*Your goal*
Print verbatim the opening line of the material and every subsequent line through the one containing "is tested, so".

*The data*
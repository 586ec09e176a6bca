//! Three-group keyword matcher.
//!
//! Group C (port/location) is mandatory; a record passes when it hits C and at
//! least one of A (vessel type) or B (operator). Every keyword is tested, so
//! the score is the total number of distinct hits across groups.

use std::collections::{BTreeMap, BTreeSet, HashSet};
use std::path::{Path, PathBuf};

use portwatch_core::{
    CategoryField, MatchResult, NormalizedRecord, StoredRecord, Verdict, UNKNOWN_TOKEN,
};
use regex::Regex;
use serde::{Deserialize, Serialize};
use thiserror::Error;
use tracing::info;

/// Characters of context kept either side of a hit.
pub const SNIPPET_CONTEXT: usize = 50;

#[derive(Debug, Error)]
pub enum KeywordConfigError {
    #[error("reading {path}: {source}")]
    Read {
        path: PathBuf,
        #[source]
        source: std::io::Error,
    },
    #[error("parsing keyword groups: {0}")]
    Parse(#[from] serde_yaml::Error),
    #[error("invalid keyword {keyword:?}: {source}")]
    Pattern {
        keyword: String,
        #[source]
        source: regex::Error,
    },
    #[error("mandatory keyword group {0:?} is empty")]
    EmptyMandatoryGroup(GroupId),
}

#[derive(Debug, Clone, Copy, PartialEq, Eq, Hash, Serialize, Deserialize)]
#[serde(rename_all = "snake_case")]
pub enum GroupId {
    VesselType,
    Operator,
    PortLocation,
}

#[derive(Debug, Clone, Deserialize)]
struct KeywordsFile {
    #[allow(dead_code)]
    version: u32,
    #[serde(default)]
    vessel_type: Vec<String>,
    #[serde(default)]
    operator: Vec<String>,
    #[serde(default)]
    port_location: Vec<String>,
}

#[derive(Debug, Clone)]
struct Keyword {
    text: String,
    pattern: Regex,
}

#[derive(Debug, Clone)]
pub struct KeywordGroup {
    id: GroupId,
    mandatory: bool,
    keywords: Vec<Keyword>,
}

impl KeywordGroup {
    pub fn new(id: GroupId, mandatory: bool, keywords: &[String]) -> Result<Self, KeywordConfigError> {
        let mut seen = HashSet::new();
        let mut compiled = Vec::new();
        for raw in keywords {
            let text = raw.trim();
            if text.is_empty() || !seen.insert(text.to_uppercase()) {
                continue;
            }
            let pattern = compile_keyword(text).map_err(|source| KeywordConfigError::Pattern {
                keyword: text.to_string(),
                source,
            })?;
            compiled.push(Keyword {
                text: text.to_string(),
                pattern,
            });
        }
        if mandatory && compiled.is_empty() {
            return Err(KeywordConfigError::EmptyMandatoryGroup(id));
        }
        Ok(Self {
            id,
            mandatory,
            keywords: compiled,
        })
    }

    pub fn id(&self) -> GroupId {
        self.id
    }

    pub fn is_mandatory(&self) -> bool {
        self.mandatory
    }

    pub fn keywords(&self) -> impl Iterator<Item = &str> {
        self.keywords.iter().map(|k| k.text.as_str())
    }

    /// Distinct hits in configuration order, each with the byte span of its
    /// first occurrence.
    fn hits<'a>(&'a self, text: &str) -> Vec<(&'a str, usize, usize)> {
        self.keywords
            .iter()
            .filter_map(|k| {
                let m = k.pattern.captures(text)?.get(1)?;
                Some((k.text.as_str(), m.start(), m.end()))
            })
            .collect()
    }
}

/// `*` matches any run of word characters; everything else is literal. A hit
/// must be bounded by the text edges or by non-alphanumeric characters.
fn compile_keyword(keyword: &str) -> Result<Regex, regex::Error> {
    let body = keyword
        .split('*')
        .map(regex::escape)
        .collect::<Vec<_>>()
        .join(r"\w*");
    Regex::new(&format!(r"(?i)(?:^|[^\p{{L}}\p{{N}}])({body})(?:$|[^\p{{L}}\p{{N}}])"))
}

/// Groups A, B and C, compiled once.
#[derive(Debug, Clone)]
pub struct Matcher {
    vessel_type: KeywordGroup,
    operator: KeywordGroup,
    port_location: KeywordGroup,
}

#[derive(Debug, Clone, Default, PartialEq, Eq, Serialize)]
pub struct EntityHits {
    pub primary: Option<String>,
    pub all: Vec<String>,
}

impl EntityHits {
    fn from_hits(hits: Vec<String>) -> Self {
        Self {
            primary: hits.first().cloned(),
            all: hits,
        }
    }
}

#[derive(Debug, Clone, Default, PartialEq, Eq, Serialize)]
pub struct ExtractedEntities {
    pub vessel_type: EntityHits,
    pub operator: EntityHits,
    pub port_location: EntityHits,
}

impl Matcher {
    pub fn new(
        vessel_type: &[String],
        operator: &[String],
        port_location: &[String],
    ) -> Result<Self, KeywordConfigError> {
        Ok(Self {
            vessel_type: KeywordGroup::new(GroupId::VesselType, false, vessel_type)?,
            operator: KeywordGroup::new(GroupId::Operator, false, operator)?,
            port_location: KeywordGroup::new(GroupId::PortLocation, true, port_location)?,
        })
    }

    pub fn from_yaml_str(text: &str) -> Result<Self, KeywordConfigError> {
        let file: KeywordsFile = serde_yaml::from_str(text)?;
        Self::new(&file.vessel_type, &file.operator, &file.port_location)
    }

    pub async fn load(path: &Path) -> Result<Self, KeywordConfigError> {
        let text = tokio::fs::read_to_string(path)
            .await
            .map_err(|source| KeywordConfigError::Read {
                path: path.to_path_buf(),
                source,
            })?;
        let matcher = Self::from_yaml_str(&text)?;
        info!(
            path = %path.display(),
            vessel_type = matcher.vessel_type.keywords.len(),
            operator = matcher.operator.keywords.len(),
            port_location = matcher.port_location.keywords.len(),
            "loaded keyword groups"
        );
        Ok(matcher)
    }

    pub fn groups(&self) -> [&KeywordGroup; 3] {
        [&self.vessel_type, &self.operator, &self.port_location]
    }

    pub fn evaluate(&self, record: &NormalizedRecord) -> MatchResult {
        let text = record.searchable_text();
        let a = self.vessel_type.hits(&text);
        let b = self.operator.hits(&text);
        let c = self.port_location.hits(&text);

        let groups_matched = [&a, &b, &c].iter().filter(|h| !h.is_empty()).count() as u8;
        let match_score = (a.len() + b.len() + c.len()) as u32;
        let verdict = if !c.is_empty() && (!a.is_empty() || !b.is_empty()) {
            Verdict::Pass
        } else {
            Verdict::Fail
        };

        let snippets = a
            .iter()
            .chain(&b)
            .chain(&c)
            .map(|(_, start, end)| snippet(&text, *start, *end))
            .collect();

        MatchResult {
            vessel_type_keywords: names(&a),
            operator_keywords: names(&b),
            port_location_keywords: names(&c),
            groups_matched,
            total_groups: 3,
            match_score,
            verdict,
            snippets,
        }
    }

    pub fn extract_entities(&self, record: &NormalizedRecord) -> ExtractedEntities {
        let result = self.evaluate(record);
        ExtractedEntities {
            vessel_type: EntityHits::from_hits(result.vessel_type_keywords),
            operator: EntityHits::from_hits(result.operator_keywords),
            port_location: EntityHits::from_hits(result.port_location_keywords),
        }
    }
}

fn names(hits: &[(&str, usize, usize)]) -> Vec<String> {
    hits.iter().map(|(k, _, _)| k.to_string()).collect()
}

fn snippet(text: &str, start: usize, end: usize) -> String {
    let from = text[..start]
        .char_indices()
        .rev()
        .take(SNIPPET_CONTEXT)
        .last()
        .map(|(i, _)| i)
        .unwrap_or(start);
    let to = text[end..]
        .char_indices()
        .nth(SNIPPET_CONTEXT)
        .map(|(i, _)| end + i)
        .unwrap_or(text.len());
    format!("...{}...", text[from..to].trim())
}

/// Sorted distinct values per categorical field, placeholders excluded.
pub fn filter_options(records: &[StoredRecord]) -> BTreeMap<CategoryField, Vec<String>> {
    CategoryField::ALL
        .into_iter()
        .map(|field| {
            let values = records
                .iter()
                .flat_map(|r| r.record.category(field))
                .filter(|v| v.as_str() != UNKNOWN_TOKEN)
                .cloned()
                .collect::<BTreeSet<_>>();
            (field, values.into_iter().collect())
        })
        .collect()
}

*Written response*
repository 586ec09e176a6bca
//! Three-group keyword matcher.
//!
//! Group C (port/location) is mandatory; a record passes when it hits C and at
//! least one of A (vessel type) or B (operator). Every keyword is tested, so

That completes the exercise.